WELCOME to “austerity” Downton Abbey (ITV1, Sunday). Who would have thought it possible? I really wanted to take a picture of the Earl of Grantham’s face when he discovered that his investments had gone belly up. It must have seemed a sure bet for dear Robert (Hugh Bonneville). He had invested all of Cora’s inheritance in the “Canadian Grand Trunk Line”, which appears to have been run by Thomas The Tank Engine.
This was ITV’s way of making us think that aristocrats are just like you and me. Toffs can have hard times, too. After all, writer Julian Fellowes is a sympathetic type and will have thought this through. Fellowes also knows how to bring a character through the Spanish Flu, with miraculous results.
The odd thing about this storyline is that of course the stock market crash didn’t come until 1929. In the world of Downton it has started in 1920. Fellowes has managed to deepen The Depression by nine years, so we’re clearly set for difficult times. The soup course might even be threatened.
Should it get worse Robert will be selling the Big Issue, Cora will be taking in ironing, and the Dowager and Carson will form a duo to busk their way around the villages of North Yorkshire.
There’s little doubt that, in plot terms, Downton has come to a shuddering halt.
At the end of the episode, Matthew and Mary had made it to the altar, Branson had been taken in by the Crawleys and a shockingly tall footman had arrived. Downton is taking a breather if you like.

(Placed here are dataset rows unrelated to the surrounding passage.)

//! Configuration options for console rendering.
//!
//! [`FormatOptions`] controls how a [`LabeledDict`](crate::LabeledDict) and
//! its values are turned into text:
//!
//! - row truncation of each value (`max_rows` / `min_rows`)
//! - whether a table's own column header is shown
//! - the display width used to decide how many entries fit side by side
//!
//! ## Examples
//!
//! ```rust
//! use fancy_collections::{labeled_dict, FormatOptions, Series};
//!
//! let dict = labeled_dict! { "a" => Series::from_values(0..100) };
//!
//! let options = FormatOptions::new()
//!     .with_max_rows(10)
//!     .with_min_rows(4)
//!     .with_display_width(120);
//! let text = dict.to_string_with(&options);
//! assert!(text.contains("Length: 100"));
//! ```

use std::env;
use terminal_size::{terminal_size, Width};

/// Terminal width assumed when none can be detected.
pub const DEFAULT_TERMINAL_COLUMNS: usize = 80;

/// Environment variable consulted for the terminal width.
pub const COLUMNS_ENV: &str = "COLUMNS";

/// Configuration options for rendering.
///
/// # Examples
///
/// ```rust
/// use fancy_collections::FormatOptions;
///
/// // No truncation, headers shown, width from the environment
/// let options = FormatOptions::new();
/// assert_eq!(options.max_rows, None);
///
/// // What `Display` uses
/// let options = FormatOptions::console();
/// assert_eq!(options.max_rows, Some(60));
/// assert_eq!(options.min_rows, Some(10));
/// ```
#[derive(Clone, Debug, PartialEq, Eq)]
pub struct FormatOptions {
    /// Values with more rows than this are truncated. `None` or `0` disables truncation.
    pub max_rows: Option<usize>,
    /// Number of rows shown when a value is truncated.
    pub min_rows: Option<usize>,
    /// Show the column header of table values.
    pub show_table_columns: bool,
    /// Terminal width override; detected from the environment when `None`.
    pub display_width: Option<usize>,
}

impl Default for FormatOptions {
    fn default() -> Self {
        FormatOptions {
            max_rows: None,
            min_rows: None,
            show_table_columns: true,
            display_width: None,
        }
    }
}

impl FormatOptions {
    /// Creates default options (no truncation, table headers shown).
    #[must_use]
    pub fn new() -> Self {
        Self::default()
    }

    /// Options used by `Display`: at most 60 rows, 10 when truncated.
    #[must_use]
    pub fn console() -> Self {
        FormatOptions {
            max_rows: Some(60),
            min_rows: Some(10),
            ..Default::default()
        }
    }

    #[must_use]
    pub fn with_max_rows(mut self, max_rows: usize) -> Self {
        self.max_rows = Some(max_rows);
        self
    }

    #[must_use]
    pub fn with_min_rows(mut self, min_rows: usize) -> Self {
        self.min_rows = Some(min_rows);
        self
    }

    #[must_use]
    pub fn with_show_table_columns(mut self, show: bool) -> Self {
        self.show_table_columns = show;
        self
    }

    /// Pins the terminal width instead of reading it from the environment.
    ///
    /// # Examples
    ///
    /// ```rust
    /// use fancy_collections::FormatOptions;
    ///
    /// let options = FormatOptions::new().with_display_width(100);
    /// assert_eq!(options.terminal_columns(), 100);
    /// assert_eq!(options.usable_width(), 80);
    /// ```
    #[must_use]
    pub fn with_display_width(mut self, columns: usize) -> Self {
        self.display_width = Some(columns);
        self
    }

    /// Terminal width: the override, else `$COLUMNS`, else the width of the
    /// attached terminal, else 80.
    #[must_use]
    pub fn terminal_columns(&self) -> usize {
        resolve_columns(
            self.display_width,
            env::var(COLUMNS_ENV).ok().as_deref(),
            || terminal_size().map(|(Width(w), _)| usize::from(w)),
        )
    }

    /// Width available to entries: 80% of the terminal width.
    #[must_use]
    pub fn usable_width(&self) -> usize {
        self.terminal_columns() * 4 / 5
    }
}

/// Picks the first usable width source. The terminal is only queried when
/// neither the override nor the environment decides.
fn resolve_columns<F>(display_width: Option<usize>, env_columns: Option<&str>, query: F) -> usize
where
    F: FnOnce() -> Option<usize>,
{
    display_width
        .or_else(|| env_columns.and_then(|v| v.trim().parse::<usize>().ok()))
        .filter(|&c| c > 0)
        .or_else(|| query().filter(|&c| c > 0))
        .unwrap_or(DEFAULT_TERMINAL_COLUMNS)
}

#[cfg(test)]
mod tests {
    use super::*;

    #[test]
    fn test_override_wins() {
        let columns = resolve_columns(Some(120), Some("100"), || panic!("terminal queried"));
        assert_eq!(columns, 120);
    }

    #[test]
    fn test_env_before_terminal() {
        let columns = resolve_columns(None, Some(" 132 "), || panic!("terminal queried"));
        assert_eq!(columns, 132);
    }

    #[test]
    fn test_terminal_when_env_missing_or_invalid() {
        assert_eq!(resolve_columns(None, None, || Some(211)), 211);
        assert_eq!(resolve_columns(None, Some("wide"), || Some(211)), 211);
        assert_eq!(resolve_columns(None, Some("0"), || Some(211)), 211);
    }

    #[test]
    fn test_default_without_terminal() {
        assert_eq!(resolve_columns(None, None, || None), DEFAULT_TERMINAL_COLUMNS);
        assert_eq!(resolve_columns(None, None, || Some(0)), DEFAULT_TERMINAL_COLUMNS);
    }

    #[test]
    fn test_console_options() {
        let options = FormatOptions::console();
        assert_eq!((options.max_rows, options.min_rows), (Some(60), Some(10)));
        assert!(options.show_table_columns);
    }
}
//! Renders a few dictionaries to the console.
//!
//! Run with `cargo run --example render`. Set `COLUMNS` to see how entries
//! that do not fit are elided.

use chrono::{TimeZone, Utc};
use fancy_collections::{labeled_dict, labels, FormatOptions, Freq, Labels, Series, Table};

fn main() {
    let dict = labeled_dict! {
        "a" => Series::filled(11, labels![0, 1]),
        "b" => Series::filled(22, labels![0, 1, 2]),
        "c" => Series::filled(33, labels![1, 4, 7]),
    };
    println!("{}", dict);

    let start = Utc
        .with_ymd_and_hms(2024, 1, 1, 0, 0, 0)
        .single()
        .unwrap_or_else(Utc::now);
    let frame = Table::from_columns([("c0", vec![1, 1]), ("c1", vec![2, 2])])
        .unwrap_or_default();
    let nested = labeled_dict! {
        "key0" => frame,
        "days" => Labels::date_range(start, 4, Freq::days(1)),
        "empty" => Series::empty(),
    };
    println!("{}", nested);

    match nested.flatten(false) {
        Ok(flat) => println!("{}", flat),
        Err(e) => eprintln!("flatten failed: {}", e),
    }

    let hidden = FormatOptions::console().with_show_table_columns(false);
    println!("{}", nested.to_string_with(&hidden));

    let wide = labeled_dict! { "long" => Series::from_values(0..500) };
    println!("{}", wide);
}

The writing is still terribly good with more crisp one-liners from grand dame Maggie Smith. “He’s still dressed as the man from the Prudential,” she said of Branson, the former chauffeur. Incidentally, I didn’t know that Dowagers opened the door to such types.

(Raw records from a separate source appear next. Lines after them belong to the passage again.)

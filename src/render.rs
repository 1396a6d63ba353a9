//! Tabular string forms of individual values.
//!
//! These are the per-value renderings that the console
//! [`Formatter`](crate::Formatter) lays out side by side. Each honors the
//! row truncation settings of [`FormatOptions`].

use crate::label::Labels;
use crate::options::FormatOptions;
use crate::scalar::Scalar;
use crate::series::Series;
use crate::table::Table;

const INDEX_ELLIPSIS: &str = "..";
const VALUE_ELLIPSIS: &str = "...";
const CELL_GAP: &str = "  ";

/// Which rows survive truncation: all of them, or a head and a tail.
enum RowWindow {
    All(usize),
    Split { head: usize, tail: usize, total: usize },
}

impl RowWindow {
    fn new(total: usize, options: &FormatOptions) -> Self {
        match options.max_rows {
            Some(max) if max > 0 && total > max => {
                let shown = options.min_rows.map_or(max, |min| min.min(max));
                let tail = shown / 2;
                let head = tail.max(1);
                RowWindow::Split { head, tail, total }
            }
            _ => RowWindow::All(total),
        }
    }

    /// Row positions to show, `None` marking the elided block.
    fn positions(&self) -> Vec<Option<usize>> {
        match *self {
            RowWindow::All(total) => (0..total).map(Some).collect(),
            RowWindow::Split { head, tail, total } => (0..head)
                .map(Some)
                .chain(std::iter::once(None))
                .chain((total - tail..total).map(Some))
                .collect(),
        }
    }

    fn is_truncated(&self) -> bool {
        matches!(self, RowWindow::Split { .. })
    }
}

fn char_len(s: &str) -> usize {
    s.chars().count()
}

/// Summary line written under a truncated grid.
#[derive(Clone, Copy)]
enum Footer {
    /// `Length: R`, for one-dimensional values.
    Length,
    /// `[R rows x C columns]`, for tables.
    Shape,
}

fn footer(lines: &mut Vec<String>, window: &RowWindow, kind: Footer, rows: usize, columns: usize) {
    if !window.is_truncated() {
        return;
    }
    lines.push(String::new());
    lines.push(match kind {
        Footer::Length => format!("Length: {}", rows),
        Footer::Shape => format!("[{} rows x {} columns]", rows, columns),
    });
}

/// Lays out an index column followed by data columns.
fn grid(
    index: &Labels,
    columns: &[(String, &[Scalar])],
    show_header: bool,
    kind: Footer,
    options: &FormatOptions,
) -> Vec<String> {
    let window = RowWindow::new(index.len(), options);
    let positions = window.positions();

    let index_cells: Vec<String> = positions
        .iter()
        .map(|p| match p.and_then(|i| index.get(i)) {
            Some(label) => label.to_string(),
            None => INDEX_ELLIPSIS.to_string(),
        })
        .collect();
    let body: Vec<Vec<String>> = columns
        .iter()
        .map(|(_, data)| {
            positions
                .iter()
                .map(|p| match p.and_then(|i| data.get(i)) {
                    Some(scalar) => scalar.to_string(),
                    None => VALUE_ELLIPSIS.to_string(),
                })
                .collect()
        })
        .collect();

    let index_width = index_cells.iter().map(|s| char_len(s)).max().unwrap_or(0);
    let widths: Vec<usize> = columns
        .iter()
        .zip(&body)
        .map(|((header, _), cells)| {
            let cell_width = cells.iter().map(|s| char_len(s)).max().unwrap_or(0);
            if show_header {
                cell_width.max(char_len(header))
            } else {
                cell_width
            }
        })
        .collect();

    let mut lines = Vec::with_capacity(positions.len() + 3);
    if show_header {
        let mut line = " ".repeat(index_width);
        for ((header, _), width) in columns.iter().zip(&widths) {
            line.push_str(CELL_GAP);
            line.push_str(&format!("{:>width$}", header, width = width));
        }
        lines.push(line);
    }
    for (row, index_cell) in index_cells.iter().enumerate() {
        let mut line = format!("{:<width$}", index_cell, width = index_width);
        for (cells, width) in body.iter().zip(&widths) {
            line.push_str(CELL_GAP);
            line.push_str(&format!("{:>width$}", cells[row], width = width));
        }
        lines.push(line);
    }
    footer(&mut lines, &window, kind, index.len(), columns.len());
    lines
}

/// Renders a series as `label  value` lines.
#[must_use]
pub fn series_lines(series: &Series, options: &FormatOptions) -> Vec<String> {
    if series.is_empty() {
        return vec![format!("Series([], dtype: {})", series.dtype())];
    }
    let columns = [(String::new(), series.values())];
    grid(series.index(), &columns, false, Footer::Length, options)
}

/// Renders a table, with its column header unless `show_table_columns` is off.
#[must_use]
pub fn table_lines(table: &Table, options: &FormatOptions) -> Vec<String> {
    if table.is_empty() {
        let (rows, columns) = table.shape();
        return vec![format!("Empty Table ({} rows x {} columns)", rows, columns)];
    }
    let columns: Vec<(String, &[Scalar])> = table
        .columns()
        .iter()
        .enumerate()
        .map(|(i, label)| (label.to_string(), table.column_data(i).unwrap_or(&[])))
        .collect();
    grid(
        table.index(),
        &columns,
        options.show_table_columns,
        Footer::Shape,
        options,
    )
}

/// Renders a label sequence, one label per line.
#[must_use]
pub fn labels_lines(labels: &Labels, options: &FormatOptions) -> Vec<String> {
    if labels.is_empty() {
        return vec!["Labels([])".to_string()];
    }
    grid(labels, &[], false, Footer::Length, options)
}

By far the funniest storyline involved Lady Edith (Laura Carmichael) and Sir Anthony Strallan (Robert Bathurst). The latter has the advantage of many years over the young lady.

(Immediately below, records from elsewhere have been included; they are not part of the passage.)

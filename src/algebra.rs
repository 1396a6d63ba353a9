//! Union and intersection over many label sequences.
//!
//! Containers expose the row axis of each of their values through
//! [`RowAxes`]; the free functions fold those axes pairwise.
//!
//! ```rust
//! use fancy_collections::{intersection_labels, labels, union_labels, Labels};
//!
//! let axes = [labels![0, 1], labels![0, 1, 2], labels![1, 4, 7]];
//! assert_eq!(union_labels(&axes), labels![0, 1, 2, 4, 7]);
//! assert_eq!(intersection_labels(&axes), labels![1]);
//!
//! let none: [Labels; 0] = [];
//! assert!(union_labels(&none).is_empty());
//! ```

use crate::label::Labels;
use crate::value::Value;

/// Folds `sequences` with [`Labels::union`]. No input gives an empty sequence.
#[must_use]
pub fn union_labels<'a, I>(sequences: I) -> Labels
where
    I: IntoIterator<Item = &'a Labels>,
{
    fold(sequences, Labels::union)
}

/// Folds `sequences` with [`Labels::intersection`]. No input gives an empty sequence.
#[must_use]
pub fn intersection_labels<'a, I>(sequences: I) -> Labels
where
    I: IntoIterator<Item = &'a Labels>,
{
    fold(sequences, Labels::intersection)
}

fn fold<'a, I, F>(sequences: I, op: F) -> Labels
where
    I: IntoIterator<Item = &'a Labels>,
    F: Fn(&Labels, &Labels) -> Labels,
{
    let mut iter = sequences.into_iter();
    let Some(first) = iter.next() else {
        return Labels::new();
    };
    iter.fold(first.clone(), |acc, next| op(&acc, next))
}

/// Access to the row axis of every value in a collection.
///
/// A table contributes its row axis only; its columns never enter the algebra.
pub trait RowAxes {
    /// Row axes of all values, in iteration order.
    fn row_axes(&self) -> Vec<&Labels>;

    /// Union of all row axes.
    fn union_index(&self) -> Labels {
        union_labels(self.row_axes())
    }

    /// Labels present in every row axis.
    fn shared_index(&self) -> Labels {
        intersection_labels(self.row_axes())
    }
}

impl RowAxes for [Value] {
    fn row_axes(&self) -> Vec<&Labels> {
        self.iter().map(Value::row_labels).collect()
    }
}

impl RowAxes for Vec<Value> {
    fn row_axes(&self) -> Vec<&Labels> {
        self.as_slice().row_axes()
    }
}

The former has the advantage of four sound limbs. We don’t know what other physical disadvantages Strallan may be hiding. We can only hope for a full account of the honeymoon from Mr Fellowes.
I predict Edith will soon be back on the tractors and thinking fondly again of her near roll in the hay with the estate farmer.
There was blood on the kitchen floor in The Great British Bake-Off (BBC2, Tuesday). This is a fabulous series, with two fine judges in Mary Berry and Paul Hollywood, and a bunch of wonderfully jittery contestants.
It’s genius to train cameras on what can be such a delicate and precise form of cooking, and set them against the clock. It is drama all the way, not least last week. It’s also the only cooking competition in which you want to jump into the television and start eating.
In the episode, contestant Paul, who’s a half decent “baker”, discovered that it’s impossible to stop a food mixer with your middle finger. Bravely, he pressed on, holding the injured digit in the air while he tried to knead a strudel. Oh, the brave sacrifices of modern man.
His namesake, Hollywood, was on splendid form throughout. “You might as well be chewing on a bit of card,” he said of one failed concoction. This man would find something wrong with boiled water.
Personally I can’t wait for him to take apart contestant Ryan, who said of the judges: “They wanted to give me a good kicking for putting in two raising agents.” Quite right. Do you know anything man?
Does anyone know anything about economics? Of course not but it didn’t stop me watching the excellent Masters Of Money (BBC2, Monday).
Stephanie Flanders, a BBC bean counter correspondent, told us everything we need to know about John Maynard Keynes, a “celebrity” economist who’s associated with pouring money into the economy so people can have jobs.
Silly thought really.
He turned out to be a mass of contradictions. Previously I had the impression he was something of a socialist but Flanders painted the portrait of a man who was up early every morning trying to understand stock market movements. He succeeded and made a fortune.
His famous phrase for economies in our shape was that we are dealing with “low animal spirits”. He doesn’t know the half of it.
THE MOST uplifting programme of the week was the inspirational The Choir: Sing While You Work (BBC2, Thursday). We know Gareth Malone is a gifted chap but he has surpassed himself in this series.
His first challenge was the NHS hospital in Lewisham, in south London. “Can’t sing” is no excuse for Malone, nor is “can’t do emotion” it seems.
He was particularly intent on making the two senior doctors in the choir give the appearance that they had soul. It was there somewhere but it was buried under layers of calm and years of bedside manner. Especially the surgeon who described himself as a “posh plumber”. Without the call-out obviously.
Malone had better luck with speech therapist Natalie who developed a wonderful voice at the same time as revealing her own daughter was deaf. She was chosen for the solo by Malone, which she belted out in a rendition of Everybody Hurts. Sung in the A&E department! It was wonderful, heart-warming television.
If it were possible for the country to sing its way out of recession, Gareth Malone would be our man. A (junior) national treasure.